Aim: To study the opinions of grandmothers of newborns on hearing loss, Newborn hearing screening (NHS) and intervention options. Materials and Methods: 100 grandmothers were interviewed in a tertiary care hospital, using a questionnaire adapted from Olusanya, Luxon and Wirz (2006). The responses were analyzed using frequency distribution. Results: 63% were aware that hearing loss could be congenital. Among the causes studied, more awareness was present for family history (67%), noise exposure (62%), and ear discharge (61%). Less than 50% of the participants were aware of other causes. Majority knew that bewitchment (72%) and ancestral sins (69%) were not a cause for hearing loss. Only 20% were aware that hearing loss could be identified at birth and 12% knew about availability of NHS. 75% thought that intervention is possible for hearing loss, and 33% believed that hearing-impaired children could attend regular school, if intervened. 86% of grandmothers preferred testing soon after birth. 87% preferred OAE compared to BERA (33%) as a screening tool. Hearing aids (92%) and surgery (89%) was widely accepted as intervention for hearing loss. Conclusion: Grandmothers had good awareness on congenital hearing loss.

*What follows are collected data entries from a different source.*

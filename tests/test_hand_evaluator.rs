use approx::assert_relative_eq;

use holdem_advisor::cards::*;
use holdem_advisor::error::{AdvisorError, AdvisorResult};
use holdem_advisor::hand_evaluator::*;

fn c(notation: &str) -> Card {
    parse_card(notation).unwrap()
}

fn best(hole: &str, board: &str) -> HandResult {
    let cards = [parse_board(hole).unwrap(), parse_board(board).unwrap()].concat();
    best_hand(&cards).unwrap()
}

#[test]
fn test_royal_flush() {
    let result = best("AsKs", "QsTsJs2h3d");
    assert_eq!(result.category, HandCategory::RoyalFlush);
    assert_eq!(result.rank, 9);
}

#[test]
fn test_straight_flush() {
    let result = best("9h8h", "7h6h5hAcKd");
    assert_eq!(result.category, HandCategory::StraightFlush);
    assert_eq!(result.kickers, vec![9]);
}

#[test]
fn test_four_of_a_kind() {
    let result = best("KsKh", "KdKc5s2h3d");
    assert_eq!(result.category, HandCategory::FourOfAKind);
    assert_eq!(result.kickers, vec![13, 5]);
}

#[test]
fn test_full_house() {
    let result = best("AsAh", "AdKsKh2c3d");
    assert_eq!(result.category, HandCategory::FullHouse);
    assert_eq!(result.kickers, vec![14, 13]);
}

#[test]
fn test_flush() {
    let result = best("AsTs", "8s5s2sKdQh");
    assert_eq!(result.category, HandCategory::Flush);
}

#[test]
fn test_straight() {
    let result = best("9s8h", "7d6c5sAhKd");
    assert_eq!(result.category, HandCategory::Straight);
    assert_eq!(result.kickers, vec![9]);
}

#[test]
fn test_wheel() {
    let result = best("As2h", "3d4c5sKhQd");
    assert_eq!(result.category, HandCategory::Straight);
    assert_eq!(result.kickers, vec![5]);
}

#[test]
fn test_three_of_a_kind() {
    let result = best("QsQh", "Qd7s3h2cKd");
    assert_eq!(result.category, HandCategory::ThreeOfAKind);
}

#[test]
fn test_two_pair() {
    let result = best("AsKh", "AdKs5c2h3d");
    assert_eq!(result.category, HandCategory::TwoPair);
    assert_eq!(result.kickers, vec![14, 13, 5]);
}

#[test]
fn test_one_pair() {
    let result = best("AsAh", "Kd7s3c2h5d");
    assert_eq!(result.category, HandCategory::OnePair);
    assert_eq!(result.kickers, vec![14, 13, 7, 5]);
}

#[test]
fn test_high_card() {
    let result = best("AsKh", "Qd9s3c2h5d");
    assert_eq!(result.category, HandCategory::HighCard);
}

#[test]
fn test_fewer_than_five_cards() {
    assert_eq!(best("AsAh", "").category, HandCategory::OnePair);
    assert_eq!(best("AsKh", "").category, HandCategory::HighCard);
    assert_eq!(best("AsKh", "AdKd").category, HandCategory::TwoPair);
    assert_eq!(best("7s7h", "7d").category, HandCategory::ThreeOfAKind);
}

#[test]
fn test_too_many_cards() {
    let cards = parse_board("AsKhQdJc9s8h7d").unwrap();
    assert!(best_hand(&cards).is_ok());
    let cards = parse_board("AsKhQdJc9s8h7d6c").unwrap();
    assert!(matches!(best_hand(&cards), Err(AdvisorError::Solver(_))));
    assert!(best_hand(&[]).is_err());
}

#[test]
fn test_flush_beats_straight() {
    let board = parse_board("7s6s5s4dAh").unwrap();
    assert_eq!(
        compare_hands(&[c("As"), c("2s")], &[c("8h"), c("9h")], &board).unwrap(),
        1
    );
}

#[test]
fn test_higher_pair_wins() {
    let board = parse_board("2s5d8cTh3d").unwrap();
    assert_eq!(
        compare_hands(&[c("As"), c("Ah")], &[c("Ks"), c("Kh")], &board).unwrap(),
        1
    );
    assert_eq!(
        compare_hands(&[c("Ks"), c("Kh")], &[c("As"), c("Ah")], &board).unwrap(),
        -1
    );
}

#[test]
fn test_board_plays_split() {
    let board = parse_board("AsKsQsJsTs").unwrap();
    assert_eq!(
        compare_hands(&[c("2h"), c("3h")], &[c("4d"), c("5d")], &board).unwrap(),
        0
    );
}

#[test]
fn test_descriptions() {
    assert_eq!(best("KsKh", "2c5d9s").description(), "Pair of Kings");
    assert_eq!(best("AsKh", "AdKs5c").description(), "Two Pair, Aces and Kings");
    assert_eq!(best("AsAh", "AdKsKh").description(), "Full House, Aces over Kings");
    assert_eq!(best("As2h", "3d4c5s").description(), "Straight, Five high");
    assert_eq!(best("AsKs", "QsTsJs").description(), "Royal Flush");
    assert_eq!(best("Ah9c", "7s4d2c").description(), "Ace high");
}

#[test]
fn test_ordinal_scale() {
    assert_relative_eq!(best("2s2h", "").ordinal(), 0.0);
    assert_relative_eq!(best("AsAh", "").ordinal(), 10.0);
    assert_relative_eq!(best("8s8h", "").ordinal(), 5.0);
}

#[test]
fn test_hand_rank_table() {
    assert_eq!(hand_rank_for("High Card"), 1);
    assert_eq!(hand_rank_for("Pair"), 2);
    assert_eq!(hand_rank_for("Two Pair"), 3);
    assert_eq!(hand_rank_for("Full House"), 7);
    assert_eq!(hand_rank_for("Royal Flush"), 10);
    assert_eq!(hand_rank_for("Five of a Kind"), 1);
}

#[test]
fn test_strength_bands_are_ordered_and_disjoint() {
    for rank in 1..10usize {
        let (min, max) = STRENGTH_BANDS[rank];
        let (next_min, next_max) = STRENGTH_BANDS[rank + 1];
        assert!(min <= max);
        assert!(max <= next_min, "band {} overlaps band {}", rank, rank + 1);
        assert!(next_min <= next_max);
    }
}

#[test]
fn test_strength_interpolation() {
    assert_eq!(strength_for(1, 0.0), 5);
    assert_eq!(strength_for(1, 10.0), 20);
    assert_eq!(strength_for(2, 5.0), 33);
    assert_eq!(strength_for(10, 3.0), 100);
    // ordinal is clamped to 0..=10
    assert_eq!(strength_for(2, -4.0), 25);
    assert_eq!(strength_for(2, 42.0), 40);
}

#[test]
fn test_strength_monotonic_within_band() {
    for rank in 1..=10u8 {
        let mut previous = 0;
        for step in 0..=20 {
            let strength = strength_for(rank, f64::from(step) / 2.0);
            assert!(strength >= previous);
            previous = strength;
        }
    }
}

#[test]
fn test_evaluate_pair_of_kings() {
    let eval = evaluate_hand(&[c("Kh"), c("Kd")], &parse_board("2c5d9s").unwrap()).unwrap();
    assert_eq!(eval.hand_name, "Pair");
    assert_eq!(eval.hand_rank, 2);
    assert!((25..=40).contains(&eval.strength));
    assert_eq!(eval.description, "Pair of Kings");
    assert_eq!(eval.best_cards.len(), 5);
}

#[test]
fn test_evaluate_river_picks_best_five() {
    let eval = evaluate_hand(&[c("9h"), c("8h")], &parse_board("7h6h5hAcKd").unwrap()).unwrap();
    assert_eq!(eval.hand_rank, 9);
    assert_eq!(eval.best_cards.len(), 5);
    assert!(eval.best_cards.contains(&c("9h")));
    assert!(!eval.best_cards.contains(&c("Ac")));
}

#[test]
fn test_evaluate_preflop_hole_only() {
    let eval = evaluate_hand(&[c("As"), c("Ad")], &[]).unwrap();
    assert_eq!(eval.hand_rank, 2);
    assert_eq!(eval.strength, 40);
}

#[test]
fn test_evaluate_missing_hole_cards_is_unknown() {
    let eval = evaluate_hand(&[c("As")], &parse_board("KsQsJs").unwrap()).unwrap();
    assert_eq!(eval, HandEvaluation::unknown());
    assert_eq!(eval.hand_rank, 0);
    assert_eq!(eval.strength, 0);
    assert!(eval.best_cards.is_empty());

    assert_eq!(evaluate_hand(&[], &[]).unwrap().hand_rank, 0);
}

#[test]
fn test_evaluate_rejects_three_hole_cards() {
    let result = evaluate_hand(&[c("As"), c("Ks"), c("Qs")], &[]);
    assert!(matches!(result, Err(AdvisorError::InvalidHandSize(3))));
}

#[test]
fn test_rank_and_strength_climb_with_hand_quality() {
    let ladder = [
        ("Ac3h", "Ts9s2d"), // high card
        ("Tc4h", "Ts9s2d"), // pair
        ("Tc9c", "Ts9s2d"), // two pair
        ("TcTd", "Ts9s2d"), // trips
        ("QhJc", "Ts9s8d"), // straight
        ("As4s", "Ts9s2s"), // flush
        ("TcTd", "Ts9s9d"), // full house
        ("TcTd", "TsTh2d"), // quads
        ("QsJs", "Ts9s8s"), // straight flush
        ("AsKs", "QsJsTs"), // royal flush
    ];
    let evals: Vec<HandEvaluation> = ladder
        .iter()
        .map(|(hole, board)| {
            evaluate_hand(&parse_hole(hole).unwrap(), &parse_board(board).unwrap()).unwrap()
        })
        .collect();

    for (expected, eval) in (1..=10u8).zip(&evals) {
        assert_eq!(eval.hand_rank, expected, "{}", eval.description);
    }
    for pair in evals.windows(2) {
        assert!(pair[0].strength <= pair[1].strength);
    }
}

#[test]
fn test_strength_category() {
    assert_eq!(StrengthCategory::from_strength(10), StrengthCategory::Weak);
    assert_eq!(StrengthCategory::from_strength(30), StrengthCategory::Medium);
    assert_eq!(StrengthCategory::from_strength(55), StrengthCategory::Strong);
    assert_eq!(StrengthCategory::from_strength(70), StrengthCategory::Monster);
}

struct FixedSolver {
    name: &'static str,
    ordinal: f64,
}

impl HandSolver for FixedSolver {
    fn solve(&self, cards: &[Card]) -> AdvisorResult<SolvedHand> {
        Ok(SolvedHand {
            name: self.name.to_string(),
            ordinal: self.ordinal,
            description: String::new(),
            cards: cards.to_vec(),
        })
    }
}

struct BrokenSolver;

impl HandSolver for BrokenSolver {
    fn solve(&self, _cards: &[Card]) -> AdvisorResult<SolvedHand> {
        Err(AdvisorError::Solver("offline".to_string()))
    }
}

#[test]
fn test_evaluate_with_fake_solver() {
    let solver = FixedSolver {
        name: "Flush",
        ordinal: 10.0,
    };
    let board = parse_board("2s5s9sKdQh").unwrap();
    let eval = evaluate_hand_with(&solver, &[c("As"), c("Ts")], &board).unwrap();
    assert_eq!(eval.hand_rank, 6);
    assert_eq!(eval.strength, 85);
    assert_eq!(eval.description, "Flush");
    assert_eq!(eval.best_cards.len(), 5);
}

#[test]
fn test_unknown_label_falls_back_to_high_card() {
    let solver = FixedSolver {
        name: "Mystery",
        ordinal: 0.0,
    };
    let eval = evaluate_hand_with(&solver, &[c("As"), c("Ts")], &[]).unwrap();
    assert_eq!(eval.hand_rank, 1);
    assert_eq!(eval.strength, 5);
}

#[test]
fn test_solver_failure_propagates() {
    let result = evaluate_hand_with(&BrokenSolver, &[c("As"), c("Ts")], &[]);
    assert!(matches!(result, Err(AdvisorError::Solver(_))));
}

And limited awareness was present on causes of hearing loss, identification of hearing loss at birth, NHS and intervention. Thus, indicating an urgent need to create awareness in the above areas. A demonstration of positive attitude was shown in the results towards NHS and intervention for hearing loss, which will facilitate early identification and intervention.

Keywords: Grandmothers, Newborn hearing screening, Hearing loss


How to cite this article:
Rajagopalan R, Selvarajan HG, Rajendran A, Ninan B. Grandmothers' perspective on hearing loss in children and newborn hearing screening. Indian J Otol 2014;20:20-3

How to cite this URL:
Rajagopalan R, Selvarajan HG, Rajendran A, Ninan B. Grandmothers' perspective on hearing loss in children and newborn hearing screening. Indian J Otol [serial online] 2014 [cited 2019 Jul 21];20:20-3. Available from: http://www.indianjotol.org/text.asp?2014/20/1/20/129803


  Introduction Top


Varieties of techniques are available for identifying hearing loss in infants. In the broadest terms, these include the use of public awareness campaigns, risk indicators, behavioral tests, and physiological tests. The public awareness approach uses mass media campaigns, brochures, and checklists to educate the public about the risk factors of hearing loss in children. The idea is to create awareness among parents and other caregivers to identify the hearing loss, so that they can bring/refer the child for diagnosis and treatment. [1]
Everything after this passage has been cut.